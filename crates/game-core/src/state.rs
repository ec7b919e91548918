//! The authoritative game record.
//!
//! [`GameState`] is the single source of truth for one game in progress:
//! whose turn it is, the chronological move history, the material captured
//! from each side, and the terminal conditions reported by the rules
//! engine. It is created whole at game start and replaced whole on every
//! move; there is no partial reconstruction.

use crate::{Color, MoveOutcome, Piece, PlayedMove};
use serde::{Deserialize, Serialize};

/// Where the game currently stands.
#[derive(Debug, Clone, Copy, PartialEq, Eq, Hash, Serialize, Deserialize)]
#[serde(rename_all = "lowercase")]
pub enum GameStatus {
    Playing,
    Check,
    Checkmate,
    Stalemate,
    Draw,
}

impl GameStatus {
    /// Returns true for the absorbing statuses: once the game reaches one
    /// of these, no further moves are accepted.
    #[inline]
    pub const fn is_terminal(self) -> bool {
        matches!(
            self,
            GameStatus::Checkmate | GameStatus::Stalemate | GameStatus::Draw
        )
    }
}

impl std::fmt::Display for GameStatus {
    fn fmt(&self, f: &mut std::fmt::Formatter<'_>) -> std::fmt::Result {
        let s = match self {
            GameStatus::Playing => "playing",
            GameStatus::Check => "check",
            GameStatus::Checkmate => "checkmate",
            GameStatus::Stalemate => "stalemate",
            GameStatus::Draw => "draw",
        };
        write!(f, "{}", s)
    }
}

/// How the game is being played.
#[derive(Debug, Clone, Copy, PartialEq, Eq, Hash, Serialize, Deserialize)]
#[serde(rename_all = "lowercase")]
pub enum GameMode {
    /// Two players sharing the device.
    Local,
    /// Against the built-in heuristic opponent.
    Computer,
    /// Against a remote opponent (handled by the app shell).
    Online,
}

/// Strength setting for the computer opponent.
#[derive(Debug, Clone, Copy, PartialEq, Eq, Hash, Serialize, Deserialize)]
#[serde(rename_all = "lowercase")]
pub enum Difficulty {
    Easy,
    Medium,
    Hard,
    Expert,
}

/// Clock settings, carried through for the shell but never consulted by
/// the core logic.
#[derive(Debug, Clone, Copy, PartialEq, Eq, Serialize, Deserialize)]
pub struct TimeControl {
    pub white_ms: u64,
    pub black_ms: u64,
    #[serde(default, skip_serializing_if = "Option::is_none")]
    pub increment_ms: Option<u64>,
}

/// Pieces captured from each color.
///
/// Buckets are keyed by the captured piece's own color: capturing a black
/// knight puts it in the `black` bucket, regardless of who moved.
#[derive(Debug, Clone, Default, PartialEq, Eq, Serialize, Deserialize)]
pub struct CapturedPieces {
    white: Vec<Piece>,
    black: Vec<Piece>,
}

impl CapturedPieces {
    /// Adds a captured piece to the bucket for its own color.
    pub fn add(&mut self, piece: Piece) {
        match piece.color {
            Color::White => self.white.push(piece),
            Color::Black => self.black.push(piece),
        }
    }

    /// Returns the pieces captured from the given color.
    pub fn of(&self, color: Color) -> &[Piece] {
        match color {
            Color::White => &self.white,
            Color::Black => &self.black,
        }
    }

    /// Returns the total material captured from the given color, in pawns.
    pub fn points(&self, color: Color) -> i32 {
        self.of(color).iter().map(|p| p.kind.value()).sum()
    }

    /// Returns true if nothing has been captured yet.
    pub fn is_empty(&self) -> bool {
        self.white.is_empty() && self.black.is_empty()
    }
}

/// The authoritative record of one game in progress.
#[derive(Debug, Clone, PartialEq, Serialize, Deserialize)]
pub struct GameState {
    current_player: Color,
    status: GameStatus,
    moves: Vec<PlayedMove>,
    captured: CapturedPieces,
    mode: GameMode,
    #[serde(default, skip_serializing_if = "Option::is_none")]
    difficulty: Option<Difficulty>,
    #[serde(default, skip_serializing_if = "Option::is_none")]
    time_control: Option<TimeControl>,
}

impl GameState {
    /// Creates a fresh record: White to move, status `Playing`, empty
    /// history and captures. Always succeeds.
    pub fn new(mode: GameMode, difficulty: Option<Difficulty>) -> Self {
        GameState {
            current_player: Color::White,
            status: GameStatus::Playing,
            moves: Vec::new(),
            captured: CapturedPieces::default(),
            mode,
            difficulty,
            time_control: None,
        }
    }

    /// Attaches clock settings to the record.
    pub fn with_time_control(mut self, tc: TimeControl) -> Self {
        self.time_control = Some(tc);
        self
    }

    /// Applies a validated move verdict, returning the successor record.
    ///
    /// This is a pure transition: the move is appended, any captured piece
    /// is bucketed by its own color, the turn flips, and the status is
    /// taken from the verdict's flags. The prior record is left untouched,
    /// so callers may retain it for undo or review.
    ///
    /// Legality is the caller's contract: the verdict must come from the
    /// rules engine for a move it accepted.
    #[must_use]
    pub fn with_move(&self, outcome: &MoveOutcome) -> GameState {
        let mut next = self.clone();
        if let Some(captured) = outcome.mv.captured_piece {
            next.captured.add(captured);
        }
        next.moves.push(outcome.mv.clone());
        next.current_player = self.current_player.opposite();
        next.status = outcome.status();
        debug_assert_eq!(next.current_player, Color::from_ply(next.moves.len()));
        next
    }

    /// The side to move.
    pub fn current_player(&self) -> Color {
        self.current_player
    }

    /// The current game status.
    pub fn status(&self) -> GameStatus {
        self.status
    }

    /// The chronological move history. The index of a move is its ply.
    pub fn moves(&self) -> &[PlayedMove] {
        &self.moves
    }

    /// The number of half-moves played.
    pub fn ply_count(&self) -> usize {
        self.moves.len()
    }

    /// The captured-piece buckets.
    pub fn captured(&self) -> &CapturedPieces {
        &self.captured
    }

    pub fn mode(&self) -> GameMode {
        self.mode
    }

    pub fn difficulty(&self) -> Option<Difficulty> {
        self.difficulty
    }

    pub fn time_control(&self) -> Option<TimeControl> {
        self.time_control
    }

    /// Renders the history as numbered move pairs ("1. e4 e5"), the way
    /// the move list panel displays it.
    pub fn numbered_history(&self) -> Vec<String> {
        self.moves
            .chunks(2)
            .enumerate()
            .map(|(i, pair)| match pair {
                [white, black] => {
                    format!("{}. {} {}", i + 1, white.notation, black.notation)
                }
                [white] => format!("{}. {}", i + 1, white.notation),
                _ => unreachable!(),
            })
            .collect()
    }
}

========================================

→ **What the task requires**
What the answer needs is every line from the data above with "Some" in it.

→ **Solution to this problem**
        self.time_control = Some(tc);
        if let Some(captured) = outcome.mv.captured_piece {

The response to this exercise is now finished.